But Les Ulis had good soccer facilities, and Thierry was playing at age 7. In 1990, just 13, he was signed by AS Monaco, which plays in France's Ligue 1 despite being in a separate (but tiny) country. Their manager at the time was Arsène Wenger.

Henry made his debut at the start of the 1994-95 season, just after turning 17. Wenger started him on the left wing, even though he suspected he could score more goals as a striker. It would be some time before Wenger would be able to prove it.

In his 2nd season, 1995-96, Henry was named Young French Footballer of the Year. In 1997, with Wenger having moved on to North London club Arsenal, Monaco won the League 1 title, under Jean Tigana, who had been one of the first great black footballers in France. That got Monaco into the UEFA Champions League for 1997-98, and Henry scored 7 goals in the competition, a record for a French club player at the time.

He was selected for the France team at the 1998 World Cup, on home soil, and won it, scoring 3 goals in the tournament, more than any player on the team. (Zinedine Zidane famously scored 2 goals in the Final, but only scored in the Final.)
Thierry Henry and David Trezeguet at the 1998 World Cup

That got the attention of Juventus, of Turin, Italy, and they bought him in January 1999. But Italy still played the catenaccio (padlock) game of defense-first, and he did not adjust well. On August 3, 1999, his former manager Wenger brought him to Arsenal for £11 million, an astounding total at the time, particularly for a player not quite 22 years old.

"He was a winger when he came here," Wenger would later say about his decision to finally move him to center forward, to take the place of Arsenal's departed younger French forward, the talented by moody and greedy Nicolas Anelka. "At first, he didn't think he could score goals, but he scored a few."

A few? Thierry Henry ended up scoring more goals for Arsenal than any player in the club's history. That 1st season, 1999-2000, he helped them finish 2nd and reach the UEFA Cup Final, and helped France win Euro 2000. In 2001, he charged forward in the FA Cup Final, but was stopped by a handball by Liverpool's Stéphane Henchoz. Which foreshadowed a later incident in Henry's career. Liverpool won the game 2-1.

In 2002, Henry led Arsenal to "the Double," winning both the Premier League and the FA Cup. Early in the 2002-03 season, he scored a goal against Tottenham, Arsenal's North London arch-rivals, that ended with a kneeslide celebration that was chosen as the pose for his statue outside the club's new Emirates Stadium. Arsenal won the FA Cup again.

But the 2003-04 season was the year. Arsenal went through the entire League season unbeaten, which had never been done in the professional era. Henry scored 30 goals in League play alone, including 4 in a game against Leeds United -- the last of which while being tripped, for what would have been a penalty had he not scored anyway. The fact that Henry did not win the Ballon d'Or (Golden Ball) as world player of the calendar year in either 2003 or 2004 proved that the award has no meaning.

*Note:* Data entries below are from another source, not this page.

//! Logging integration.
//!
//! Configures the global [`tracing`] subscriber from [`Settings`] and
//! provides the span used for request handling.

use crate::settings::Settings;

/// Installs the global tracing subscriber.
///
/// The filter is read from `settings.log_level` (any `EnvFilter` directive).
/// Debug mode uses pretty, human-readable output; otherwise JSON lines are
/// emitted. Installing twice is a no-op.
pub fn setup_logging(settings: &Settings) {
    use tracing_subscriber::fmt;
    use tracing_subscriber::EnvFilter;

    let filter = EnvFilter::try_new(&settings.log_level).unwrap_or_else(|_| EnvFilter::new("info"));

    if settings.debug {
        fmt::Subscriber::builder()
            .with_env_filter(filter)
            .with_target(true)
            .with_file(true)
            .with_line_number(true)
            .pretty()
            .try_init()
            .ok();
    } else {
        fmt::Subscriber::builder()
            .with_env_filter(filter)
            .with_target(true)
            .json()
            .try_init()
            .ok();
    }
}

/// Creates a tracing span for an HTTP request.
///
/// # Examples
///
/// ```
/// use nextgisweb_core::logging::request_span;
///
/// let span = request_span("GET", "/api/resource/1/feature_layer");
/// let _guard = span.enter();
/// tracing::info!("handling request");
/// ```
pub fn request_span(method: &str, path: &str) -> tracing::Span {
    tracing::info_span!("request", method = method, path = path)
}
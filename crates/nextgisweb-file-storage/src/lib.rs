//! # nextgisweb-file-storage
//!
//! Durable file objects owned by components, and the temporary upload area
//! clients write to before attaching a file to a resource.
//!
//! - [`model`] - The [`FileObj`] record
//! - [`storage`] - [`FileStorage`], the durable store
//! - [`upload`] - [`FileUpload`], the temporary upload area
//! - [`api`] - The upload HTTP endpoint
//! - [`component`] - The `file_storage` and `file_upload` components

#![allow(clippy::result_large_err)]

pub mod api;
pub mod component;
pub mod model;
pub mod storage;
pub mod upload;

pub use component::{FileStorageComponent, FileUploadComponent};
pub use model::FileObj;
pub use storage::FileStorage;
pub use upload::{FileUpload, UploadMeta};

Arsenal would extend its League unbeaten streak to 49 games before finally losing in controversial fashion early in the 2004-05 season, but Henry would help them win the FA Cup again. The 2005-06 season saw Henry elevated to club Captain, and was the last at their old stadium, Highbury, and in that season he broke the club's career goalscoring record (it had been 185 by Ian Wright), scored the goal that made Arsenal the 1st English team ever to beat Real Madrid away, and notched 3 goals in the stadium's final game on May 7, 2006.

No wonder they called him the King of Highbury. After the last goal, he knelt down and kissed the grass. Who else but Thierry Henry could be on his knees and still be called a King? Indeed, one of the neat coincidences of sports history is that the 1st hat trick at the stadium, in 1914, was scored by Harry King, and the last by Thierry Henry -- Henry King and King Henry.
Henry helped Arsenal reach the UEFA Champions League Final in 2006, in Paris, his hometown, but Barcelona, as they so often do, cheated their way to victory. Then, after disappointing results in the 2002 World Cup and Euro 2004, he helped France get back to the World Cup Final in 2006, where they lost to Italy.

After the 2006-07 season, Barcelona bought Henry's contract. He helped them win La Liga in 2009 and 2010, the Copa del Rey (King's Cup, Spain's version of the FA Cup) in 2009, and the UEFA Champions League in 2009, the one trophy he hadn't been able to win at Arsenal.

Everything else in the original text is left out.